Walau pun aku di sebalah supir dan dia di belakang, tapi sesekali bisa kulirikkan mataku membidik wajahnya yang manis dan tahi lalat yang seolah menari di atas pipi kanannya itu.

“Kiri..!” Tiba- tiba suaranya yang ternyata sangat lembut terdengar memecah kesunyian dan keasyikanku memandang wajahnya.

Aku sempat tertegun dan melihat sekeliling.

Dasar! Saking khusyunya melirik si Dia , sampai lupa ada di mana.

Ternyata dia memberhentikan angkot itu di perempatan Buah-batu.

Dengan cepat otakku bekerja, dan memerintahkan tanganku yang sigap langsung merogoh saku, dan memberikan ongkos untuk dua orang kepada si supir angkot.

“Dua Pa, saya sama si teteh yang lagi turun” Kataku sambil mengulurkan empat lembar uang ribuan.

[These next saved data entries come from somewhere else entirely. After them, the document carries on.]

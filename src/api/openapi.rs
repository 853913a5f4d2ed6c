//! OpenAPI document assembled from the handler annotations.

use utoipa::OpenApi;

use super::dto::{
    CatchListResponse, NavigateRequest, PaginationMeta, SaveCatchRequest, SessionResponse,
    StartLoggingResponse, SubmitImageRequest,
};
use super::handlers::{catches, session, system};
use crate::domain::{CatchDetailsDraft, CatchLogEntry, FishIdentification, View};
use crate::error::{ErrorBody, ErrorResponse};

/// OpenAPI description of the REST surface.
#[derive(Debug, OpenApi)]
#[openapi(
    info(
        title = "catchlog-gateway",
        description = "Identify fish from photos and keep a personal catch log."
    ),
    paths(
        session::create_session,
        session::get_session,
        session::delete_session,
        session::submit_image,
        session::reset_session,
        session::navigate,
        session::start_logging,
        session::cancel_logging,
        session::save_catch,
        catches::list_catches,
        catches::get_catch,
        catches::delete_catch,
        catches::export_catches,
        system::health_handler,
    ),
    components(schemas(
        SessionResponse,
        SubmitImageRequest,
        NavigateRequest,
        StartLoggingResponse,
        SaveCatchRequest,
        CatchListResponse,
        PaginationMeta,
        CatchLogEntry,
        CatchDetailsDraft,
        FishIdentification,
        View,
        ErrorResponse,
        ErrorBody,
    )),
    tags(
        (name = "Sessions", description = "Photo submission and catch logging flow"),
        (name = "Catches", description = "The persisted catch log"),
        (name = "System", description = "Service health"),
    )
)]
pub struct ApiDoc;

#[cfg(test)]
mod tests {
    use super::*;

    #[test]
    fn documents_every_route() {
        let doc = ApiDoc::openapi();
        for path in [
            "/api/v1/sessions",
            "/api/v1/sessions/{id}",
            "/api/v1/sessions/{id}/image",
            "/api/v1/sessions/{id}/logging/cancel",
            "/api/v1/catches/export",
            "/health",
        ] {
            assert!(doc.paths.paths.contains_key(path), "missing {path}");
        }
    }
}
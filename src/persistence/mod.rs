//! Persistence layer: a key-value slot holding the serialised catch log.
//!
//! [`KeyValueStore`] abstracts where the bytes live. Three backends are
//! provided: [`FileStore`] (one JSON file per key), [`MemoryStore`]
//! (tests and ephemeral runs), and [`PostgresStore`] (a single `kv_slots`
//! table). [`CatchLogStore`] sits on top and owns the catch-log format.

pub mod catch_log;
pub mod file;
pub mod memory;
pub mod postgres;

use std::fmt;

use async_trait::async_trait;

pub use catch_log::{CATCH_LOG_KEY, CatchLogStore, EXPORT_FILE_NAME};
pub use file::FileStore;
pub use memory::MemoryStore;
pub use postgres::PostgresStore;

/// Failure inside a storage backend.
///
/// Never crosses the HTTP boundary: the catch-log store logs it and
/// carries on with the in-memory log.
#[derive(Debug, thiserror::Error)]
pub enum StoreError {
    /// Filesystem failure.
    #[error("storage I/O error: {0}")]
    Io(#[from] std::io::Error),

    /// Database failure.
    #[error("storage database error: {0}")]
    Database(#[from] sqlx::Error),
}

/// Byte-oriented key-value storage.
#[async_trait]
pub trait KeyValueStore: Send + Sync + fmt::Debug {
    /// Reads the value stored under `key`, or `None` if nothing is stored.
    ///
    /// # Errors
    ///
    /// Returns a [`StoreError`] if the backend cannot be read.
    async fn get(&self, key: &str) -> Result<Option<Vec<u8>>, StoreError>;

    /// Replaces the value stored under `key`.
    ///
    /// # Errors
    ///
    /// Returns a [`StoreError`] if the backend cannot be written.
    async fn put(&self, key: &str, value: &[u8]) -> Result<(), StoreError>;
}
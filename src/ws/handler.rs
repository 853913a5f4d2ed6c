//! Axum WebSocket upgrade handler.

use std::sync::Arc;

use axum::extract::State;
use axum::extract::ws::WebSocketUpgrade;
use axum::response::IntoResponse;

use super::connection::run_connection;
use crate::app_state::AppState;

/// `GET /ws` — Upgrade HTTP connection to WebSocket.
pub async fn ws_handler(ws: WebSocketUpgrade, State(state): State<AppState>) -> impl IntoResponse {
    let event_rx = state.event_bus.subscribe();
    let catch_service = Arc::clone(&state.catch_service);

    ws.on_upgrade(move |socket| run_connection(socket, event_rx, catch_service))
}
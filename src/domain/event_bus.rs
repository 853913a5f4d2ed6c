//! Broadcast channel for catch events.
//!
//! [`EventBus`] wraps a [`tokio::sync::broadcast`] channel. Session
//! transitions and log mutations publish a [`CatchEvent`]; every WebSocket
//! connection subscribes and filters by session.

use tokio::sync::broadcast;

use super::CatchEvent;

/// Broadcast bus for [`CatchEvent`]s.
///
/// When the ring buffer is full, the oldest events are dropped for
/// lagging receivers.
#[derive(Debug, Clone)]
pub struct EventBus {
    sender: broadcast::Sender<CatchEvent>,
}

impl EventBus {
    /// Creates a new `EventBus` with the given channel capacity.
    #[must_use]
    pub fn new(capacity: usize) -> Self {
        let (sender, _) = broadcast::channel(capacity.max(1));
        Self { sender }
    }

    /// Publishes an event to all subscribers.
    ///
    /// Returns the number of receivers that got the event; with no
    /// receivers the event is dropped.
    pub fn publish(&self, event: CatchEvent) -> usize {
        self.sender.send(event).unwrap_or(0)
    }

    /// Creates a receiver for all future events.
    #[must_use]
    pub fn subscribe(&self) -> broadcast::Receiver<CatchEvent> {
        self.sender.subscribe()
    }

    /// Returns the current number of active receivers.
    #[must_use]
    pub fn receiver_count(&self) -> usize {
        self.sender.receiver_count()
    }
}

#[cfg(test)]
#[allow(clippy::panic)]
mod tests {
    use super::*;
    use crate::domain::SessionId;
    use chrono::Utc;

    fn started(session_id: SessionId) -> CatchEvent {
        CatchEvent::IdentificationStarted {
            session_id,
            generation: 1,
            timestamp: Utc::now(),
        }
    }

    #[test]
    fn publish_without_receivers_returns_zero() {
        let bus = EventBus::new(16);
        assert_eq!(bus.publish(started(SessionId::new())), 0);
    }

    #[tokio::test]
    async fn subscriber_receives_event() {
        let bus = EventBus::new(16);
        let mut rx = bus.subscribe();

        let id = SessionId::new();
        bus.publish(started(id));

        let Ok(event) = rx.recv().await else {
            panic!("expected to receive event");
        };
        assert_eq!(event.session_id(), Some(id));
    }

    #[test]
    fn receiver_count_tracks_subscribers() {
        let bus = EventBus::new(16);
        let rx1 = bus.subscribe();
        let _rx2 = bus.subscribe();
        assert_eq!(bus.receiver_count(), 2);
        drop(rx1);
        assert_eq!(bus.receiver_count(), 1);
    }
}
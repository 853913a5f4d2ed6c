//! Builds catch log entries from an identification plus user details.
//!
//! [`assemble`] is pure: it stamps a fresh [`CatchId`] and copies fields,
//! but never touches the log itself.

use chrono::NaiveDate;

use super::catch_entry::ValidatedDetails;
use super::{CatchDetails, CatchId, CatchLogEntry, FishIdentification, ImageUpload};

/// Rejection reasons when assembling an entry.
#[derive(Debug, Clone, PartialEq, Eq, thiserror::Error)]
pub enum AssembleError {
    /// A required user field is blank.
    #[error("{0} is required")]
    MissingField(&'static str),
}

/// Merges `identification`, `details`, and `image` into a new entry.
///
/// `today` is the fallback catch date when `details.date` is `None`.
/// Blank `weight` / `notes` are stored as absent.
///
/// # Errors
///
/// Returns [`AssembleError::MissingField`] if `location` or `size` is blank.
pub fn assemble(
    identification: &FishIdentification,
    details: CatchDetails,
    image: &ImageUpload,
    today: NaiveDate,
) -> Result<CatchLogEntry, AssembleError> {
    let location = required(details.location, "location")?;
    let size = required(details.size, "size")?;

    let validated = ValidatedDetails {
        location,
        date: details.date.unwrap_or(today),
        size,
        weight: optional(details.weight),
        notes: optional(details.notes),
    };

    Ok(CatchLogEntry::snapshot(
        CatchId::generate(),
        image.data_uri(),
        identification,
        validated,
    ))
}

fn required(value: String, field: &'static str) -> Result<String, AssembleError> {
    let trimmed = value.trim();
    if trimmed.is_empty() {
        return Err(AssembleError::MissingField(field));
    }
    Ok(trimmed.to_string())
}

fn optional(value: Option<String>) -> Option<String> {
    value
        .map(|v| v.trim().to_string())
        .filter(|v| !v.is_empty())
}
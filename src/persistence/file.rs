//! Filesystem key-value store: one `<key>.json` file per slot.
//!
//! Writes go to a sibling temp file which is synced and then renamed over
//! the target, so a crash mid-write leaves the previous value intact.

use std::io::ErrorKind;
use std::path::{Path, PathBuf};

use async_trait::async_trait;
use tokio::fs;
use tokio::io::AsyncWriteExt;

use super::{KeyValueStore, StoreError};

/// Key-value store rooted at a directory.
#[derive(Debug, Clone)]
pub struct FileStore {
    dir: PathBuf,
}

impl FileStore {
    /// Creates a store rooted at `dir`. The directory is created lazily
    /// on the first write.
    pub fn new(dir: impl Into<PathBuf>) -> Self {
        Self { dir: dir.into() }
    }

    /// Root directory of the store.
    #[must_use]
    pub fn dir(&self) -> &Path {
        &self.dir
    }

    fn slot_path(&self, key: &str) -> Result<PathBuf, StoreError> {
        let valid = !key.is_empty()
            && key
                .chars()
                .all(|c| c.is_ascii_alphanumeric() || c == '_' || c == '-');
        if !valid {
            return Err(StoreError::Io(std::io::Error::new(
                ErrorKind::InvalidInput,
                format!("invalid storage key {key:?}"),
            )));
        }
        Ok(self.dir.join(format!("{key}.json")))
    }
}

#[async_trait]
impl KeyValueStore for FileStore {
    async fn get(&self, key: &str) -> Result<Option<Vec<u8>>, StoreError> {
        let path = self.slot_path(key)?;
        match fs::read(&path).await {
            Ok(bytes) => Ok(Some(bytes)),
            Err(err) if err.kind() == ErrorKind::NotFound => Ok(None),
            Err(err) => Err(err.into()),
        }
    }

    async fn put(&self, key: &str, value: &[u8]) -> Result<(), StoreError> {
        let path = self.slot_path(key)?;
        fs::create_dir_all(&self.dir).await?;

        let tmp_path = path.with_extension("json.tmp");
        let mut tmp = fs::File::create(&tmp_path).await?;
        tmp.write_all(value).await?;
        tmp.sync_all().await?;
        drop(tmp);

        fs::rename(&tmp_path, &path).await?;
        Ok(())
    }
}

Ketika dia hendak menyodorkan tangannya untuk membayar, aku membuka pintu sambil turun, dan berusaha sedikit menghalanginya sambil berkata:

“Sudah dari saya Teh!”

Sekilas terlihat bordiran nama di atas jilbabnya yang terurai menutupi dadanya: Cinta.

Nama yang sungguh puitis.

“Eh..kenapa??” Dia bertanya.

“Engga..engga usah..!” Dia menolak dan wajahnya terlihat memerah dengan mata yang bingung dan memandangku dengan penuh kecurigaan.

Tapi terlambat, angkotnya sudah berangkat.

“Ini ongkosnya, ambil atuh! Saya ngga mau diongkosin begitu saja tanpa alasan!” Bibirnya  yang merah merona berbicara sambil menyodorkan uang ribuan yang sudah dari tadi dia genggam. Katanya sambil setengah menghadang langkahku.

“Ngga apa- apa Teh, beneran, saya ikhlas. Lagian ngga seberapa kok!” Jawabku lagi.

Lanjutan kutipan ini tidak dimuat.